APA 7: TWs Editor & ChatGPT. (2023, October 31). Pre-Emerging Bat Coronavirus Isolated and Neutralized with Existing Medication, Scientists Report. PerEXP Teamworks. [News Link]
In a pioneering set of experiments conducted by a collective team of researchers from various U.S. research institutions, they not only detected a “pre-emerging bat coronavirus” but also showcased the potent neutralization of this virus by a readily available monoclonal antibody. Moreover, the scientists observed that commonly used antiviral drugs displayed effectiveness against the virus in in vitro tests.
The particular bat-derived coronavirus under investigation bears the name BtCoV-422. Researchers utilized a pre-existing neutralizing monoclonal antibody called mAb JC57-11, initially designed to combat the Middle East respiratory syndrome coronavirus (MERS-CoV), which has been available for an extended period. MERS-CoV is a zoonotic virus originating from bats and infecting dromedary camels, which subsequently transmit the virus to humans. Notably, BtCoV-422 shares a genetic resemblance with MERS-CoV.
Published in Science Translational Medicine, researchers from Saint Louis University in Missouri collaborated with a nationwide team of scientists. They highlighted a seemingly straightforward concept: the countermeasures that have proven effective against other coronaviruses like MERS-CoV and SARS-CoV-2 should also have an impact on BtCoV-422. While most MERS-CoV–neutralizing monoclonal antibodies exhibited limited effectiveness against the virus, mAb JC57-11 demonstrated a robust and highly effective response.
Experts emphasize the vital importance of readiness to prevent future pandemics.

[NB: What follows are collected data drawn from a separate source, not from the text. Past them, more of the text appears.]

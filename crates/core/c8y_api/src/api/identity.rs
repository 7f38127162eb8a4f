use crate::json_c8y::ExternalId;
use crate::json_c8y::ExternalIdCollection;
use crate::media_types;
use c8y_http::RestError;

const GLOBAL_ID_EXTERNAL_IDS: &str = "/identity/globalIds/{id}/externalIds";
const EXTERNAL_ID: &str = "/identity/externalIds/{type}/{externalId}";

const CREATE_REMOVED_FIELDS: &[&str] = &["self", "managedObject"];

api_handle!(
    /// `/identity`: external ids of managed objects
    Identity
);

impl Identity<'_> {
    /// The external ids of a managed object, given its internal id
    pub async fn list_external_ids(&self, id: &str) -> Result<ExternalIdCollection, RestError> {
        self.ctx
            .get(GLOBAL_ID_EXTERNAL_IDS, &[id])
            .accept(media_types::EXTERNAL_ID_COLLECTION)
            .send_json()
            .await
    }

    pub async fn create_external_id(
        &self,
        id: &str,
        external_id: &ExternalId,
    ) -> Result<ExternalId, RestError> {
        self.ctx
            .post(GLOBAL_ID_EXTERNAL_IDS, &[id])
            .content_type(media_types::EXTERNAL_ID)
            .accept(media_types::EXTERNAL_ID)
            .json_without(external_id, CREATE_REMOVED_FIELDS)
            .send_json()
            .await
    }

    /// Resolve an external id, e.g. a device serial number, into a managed object reference
    pub async fn get_external_id(
        &self,
        id_type: &str,
        external_id: &str,
    ) -> Result<ExternalId, RestError> {
        self.ctx
            .get(EXTERNAL_ID, &[id_type, external_id])
            .accept(media_types::EXTERNAL_ID)
            .send_json()
            .await
    }

    pub async fn delete_external_id(&self, id_type: &str, external_id: &str) -> Result<(), RestError> {
        self.ctx
            .delete(EXTERNAL_ID, &[id_type, external_id])
            .send_empty()
            .await
    }
}
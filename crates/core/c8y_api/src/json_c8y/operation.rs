use super::ExternalId;
use serde::Deserialize;
use serde::Serialize;
use serde_json::Map;
use serde_json::Value;
use std::fmt;
use time::OffsetDateTime;

#[derive(Debug, Copy, Clone, PartialEq, Eq, Serialize, Deserialize)]
#[serde(rename_all = "UPPERCASE")]
pub enum OperationStatus {
    Pending,
    Executing,
    Successful,
    Failed,
}

impl OperationStatus {
    pub fn as_str(self) -> &'static str {
        match self {
            OperationStatus::Pending => "PENDING",
            OperationStatus::Executing => "EXECUTING",
            OperationStatus::Successful => "SUCCESSFUL",
            OperationStatus::Failed => "FAILED",
        }
    }
}

impl fmt::Display for OperationStatus {
    fn fmt(&self, f: &mut fmt::Formatter<'_>) -> fmt::Result {
        f.write_str(self.as_str())
    }
}

/// A device operation, e.g. `c8y_Restart` or `c8y_SoftwareUpdate`
#[derive(Debug, Clone, Default, PartialEq, Serialize, Deserialize)]
#[serde(rename_all = "camelCase")]
pub struct Operation {
    #[serde(default, skip_serializing_if = "Option::is_none")]
    pub id: Option<String>,

    #[serde(rename = "self", default, skip_serializing_if = "Option::is_none")]
    pub self_link: Option<String>,

    #[serde(
        default,
        with = "time::serde::rfc3339::option",
        skip_serializing_if = "Option::is_none"
    )]
    pub creation_time: Option<OffsetDateTime>,

    #[serde(default, skip_serializing_if = "Option::is_none")]
    pub device_id: Option<String>,

    #[serde(default, skip_serializing_if = "Option::is_none")]
    pub device_name: Option<String>,

    #[serde(default, skip_serializing_if = "Option::is_none")]
    pub status: Option<OperationStatus>,

    #[serde(default, skip_serializing_if = "Option::is_none")]
    pub failure_reason: Option<String>,

    #[serde(default, skip_serializing_if = "Option::is_none")]
    pub description: Option<String>,

    #[serde(default, skip_serializing_if = "Option::is_none")]
    pub bulk_operation_id: Option<String>,

    #[serde(
        rename = "deviceExternalIDs",
        default,
        skip_serializing_if = "Option::is_none"
    )]
    pub device_external_ids: Option<Vec<ExternalId>>,

    /// The operation fragments, e.g. `c8y_Restart: {}`
    #[serde(flatten)]
    pub fragments: Map<String, Value>,
}

impl Operation {
    pub fn new(device_id: impl Into<String>, description: impl Into<String>) -> Self {
        Operation {
            device_id: Some(device_id.into()),
            description: Some(description.into()),
            ..Operation::default()
        }
    }

    pub fn with_fragment(mut self, name: impl Into<String>, value: Value) -> Self {
        self.fragments.insert(name.into(), value);
        self
    }

    /// An update moving an operation to a new status
    pub fn with_status(status: OperationStatus, failure_reason: Option<String>) -> Self {
        Operation {
            status: Some(status),
            failure_reason,
            ..Operation::default()
        }
    }
}

c8y_collection!(OperationCollection<Operation>, "operations");
use serde::Deserialize;
use serde::Serialize;
use serde_json::Value;
use time::OffsetDateTime;

#[derive(Debug, Copy, Clone, PartialEq, Eq, Serialize, Deserialize)]
#[serde(rename_all = "UPPERCASE")]
pub enum ApplicationType {
    Hosted,
    External,
    Microservice,
}

#[derive(Debug, Clone, Default, PartialEq, Serialize, Deserialize)]
#[serde(rename_all = "camelCase")]
pub struct Application {
    #[serde(default, skip_serializing_if = "Option::is_none")]
    pub id: Option<String>,

    #[serde(rename = "self", default, skip_serializing_if = "Option::is_none")]
    pub self_link: Option<String>,

    #[serde(default, skip_serializing_if = "Option::is_none")]
    pub name: Option<String>,

    #[serde(default, skip_serializing_if = "Option::is_none")]
    pub key: Option<String>,

    #[serde(rename = "type", default, skip_serializing_if = "Option::is_none")]
    pub application_type: Option<ApplicationType>,

    /// `MARKET`, `PRIVATE` or `SHARED`
    #[serde(default, skip_serializing_if = "Option::is_none")]
    pub availability: Option<String>,

    #[serde(default, skip_serializing_if = "Option::is_none")]
    pub context_path: Option<String>,

    #[serde(default, skip_serializing_if = "Option::is_none")]
    pub description: Option<String>,

    #[serde(default, skip_serializing_if = "Option::is_none")]
    pub external_url: Option<String>,

    #[serde(default, skip_serializing_if = "Option::is_none")]
    pub resources_url: Option<String>,

    #[serde(default, skip_serializing_if = "Option::is_none")]
    pub owner: Option<Value>,

    #[serde(default, skip_serializing_if = "Option::is_none")]
    pub active_version_id: Option<String>,

    #[serde(default, skip_serializing_if = "Option::is_none")]
    pub manifest: Option<Value>,

    #[serde(default, skip_serializing_if = "Option::is_none")]
    pub roles: Option<Vec<String>>,

    #[serde(default, skip_serializing_if = "Option::is_none")]
    pub required_roles: Option<Vec<String>>,

    #[serde(default, skip_serializing_if = "Option::is_none")]
    pub breadcrumbs: Option<bool>,

    #[serde(default, skip_serializing_if = "Option::is_none")]
    pub no_app_switcher: Option<bool>,
}

impl Application {
    pub fn new(
        name: impl Into<String>,
        key: impl Into<String>,
        application_type: ApplicationType,
    ) -> Self {
        Application {
            name: Some(name.into()),
            key: Some(key.into()),
            application_type: Some(application_type),
            ..Application::default()
        }
    }
}

c8y_collection!(ApplicationCollection<Application>, "applications");

/// The binaries (archives) attached to a hosted application
#[derive(Debug, Clone, Default, PartialEq, Eq, Serialize, Deserialize)]
pub struct ApplicationBinaries {
    #[serde(default)]
    pub attachments: Vec<ApplicationBinary>,
}

#[derive(Debug, Clone, Default, PartialEq, Eq, Serialize, Deserialize)]
#[serde(rename_all = "camelCase")]
pub struct ApplicationBinary {
    #[serde(default, skip_serializing_if = "Option::is_none")]
    pub id: Option<String>,

    #[serde(default, skip_serializing_if = "Option::is_none")]
    pub name: Option<String>,

    #[serde(rename = "type", default, skip_serializing_if = "Option::is_none")]
    pub content_type: Option<String>,

    #[serde(default, skip_serializing_if = "Option::is_none")]
    pub content_length: Option<u64>,

    #[serde(
        default,
        with = "time::serde::rfc3339::option",
        skip_serializing_if = "Option::is_none"
    )]
    pub created: Option<OffsetDateTime>,

    #[serde(default, skip_serializing_if = "Option::is_none")]
    pub download_url: Option<String>,

    #[serde(default, skip_serializing_if = "Option::is_none")]
    pub version: Option<String>,
}

/// A setting of the current application, as defined by its manifest
#[derive(Debug, Clone, Default, PartialEq, Eq, Serialize, Deserialize)]
#[serde(rename_all = "camelCase")]
pub struct ApplicationSetting {
    pub key: String,

    #[serde(default, skip_serializing_if = "Option::is_none")]
    pub value: Option<String>,

    #[serde(default, skip_serializing_if = "Option::is_none")]
    pub default_value: Option<String>,

    #[serde(default, skip_serializing_if = "Option::is_none")]
    pub editable: Option<bool>,

    #[serde(default, skip_serializing_if = "Option::is_none")]
    pub inherit_from_owner: Option<bool>,
}

/// The service user of a tenant subscribed to the current application
#[derive(Clone, Default, PartialEq, Eq, Serialize, Deserialize)]
pub struct ApplicationUser {
    pub tenant: String,
    pub name: String,
    pub password: String,
}

impl std::fmt::Debug for ApplicationUser {
    fn fmt(&self, f: &mut std::fmt::Formatter<'_>) -> std::fmt::Result {
        f.debug_struct("ApplicationUser")
            .field("tenant", &self.tenant)
            .field("name", &self.name)
            .finish_non_exhaustive()
    }
}

#[derive(Debug, Clone, Default, PartialEq, Eq, Serialize, Deserialize)]
pub struct ApplicationUserCollection {
    #[serde(default)]
    pub users: Vec<ApplicationUser>,
}
use super::Pagination;
use crate::json_c8y::RetentionRule;
use crate::json_c8y::RetentionRuleCollection;
use crate::media_types;
use c8y_http::RestError;

const RETENTION_RULES: &str = "/retention/retentions";
const RETENTION_RULE: &str = "/retention/retentions/{id}";

const REMOVED_FIELDS: &[&str] = &["id", "self"];

api_handle!(
    /// `/retention/retentions`
    RetentionRules
);

impl RetentionRules<'_> {
    pub async fn list(&self, pagination: &Pagination) -> Result<RetentionRuleCollection, RestError> {
        self.ctx
            .get(RETENTION_RULES, &[])
            .query_params(pagination)
            .accept(media_types::RETENTION_RULE_COLLECTION)
            .send_json()
            .await
    }

    pub async fn create(&self, rule: &RetentionRule) -> Result<RetentionRule, RestError> {
        self.ctx
            .post(RETENTION_RULES, &[])
            .content_type(media_types::RETENTION_RULE)
            .accept(media_types::RETENTION_RULE)
            .json_without(rule, REMOVED_FIELDS)
            .send_json()
            .await
    }

    pub async fn get(&self, id: &str) -> Result<RetentionRule, RestError> {
        self.ctx
            .get(RETENTION_RULE, &[id])
            .accept(media_types::RETENTION_RULE)
            .send_json()
            .await
    }

    pub async fn update(&self, id: &str, rule: &RetentionRule) -> Result<RetentionRule, RestError> {
        self.ctx
            .put(RETENTION_RULE, &[id])
            .content_type(media_types::RETENTION_RULE)
            .accept(media_types::RETENTION_RULE)
            .json_without(rule, REMOVED_FIELDS)
            .send_json()
            .await
    }

    pub async fn delete(&self, id: &str) -> Result<(), RestError> {
        self.ctx.delete(RETENTION_RULE, &[id]).send_empty().await
    }
}

#[cfg(test)]
mod tests {
    use super::*;
    use crate::api::test_helpers::client;
    use mockito::Matcher;
    use serde_json::json;

    #[tokio::test]
    async fn rule_is_created_without_its_id() {
        let mut server = mockito::Server::new_async().await;
        let mock = server
            .mock("POST", "/retention/retentions")
            .match_header("content-type", media_types::RETENTION_RULE)
            .match_header("accept", media_types::RETENTION_RULE)
            .match_body(Matcher::Json(json!({
                "dataType": "MEASUREMENT",
                "maximumAge": 30
            })))
            .with_status(201)
            .with_body(r#"{"id": "2", "dataType": "MEASUREMENT", "maximumAge": 30, "editable": true}"#)
            .create_async()
            .await;

        let mut rule = RetentionRule::new("MEASUREMENT", 30);
        rule.id = Some("0".into());

        let c8y = client(&server);
        let created = RetentionRules::new(&c8y).create(&rule).await.unwrap();

        mock.assert_async().await;
        assert_eq!(created.id.as_deref(), Some("2"));
        assert_eq!(created.editable, Some(true));
    }
}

One of the key objectives of the World Health Organization is to recognize potential pandemic viruses and establish proactive strategies to mitigate and contain outbreaks before they can gain momentum.
Throughout the 21st century, new coronaviruses have sporadically crossed into human populations, including SARS CoV-1 in 2002, MERS-CoV in 2012, and SARS-CoV-2 in 2019. The World Health Organization’s experts have foreseen the potential for the emergence of additional coronaviruses in the near future.
Dr. Longping V. Tse, a molecular virologist at Saint Louis University, emphasized the necessity of comprehensive therapeutics and identifying conserved epitope targets for designing effective countermeasures in response to the recurring appearance of zoonotic human betacoronaviruses. He highlighted the urgency of determining the epitope, the specific part of the suspect viruses that the human immune system identifies. Furthermore, he emphasized the ongoing significance of addressing Middle East respiratory syndrome–related coronaviruses as a critical component of global health preparedness.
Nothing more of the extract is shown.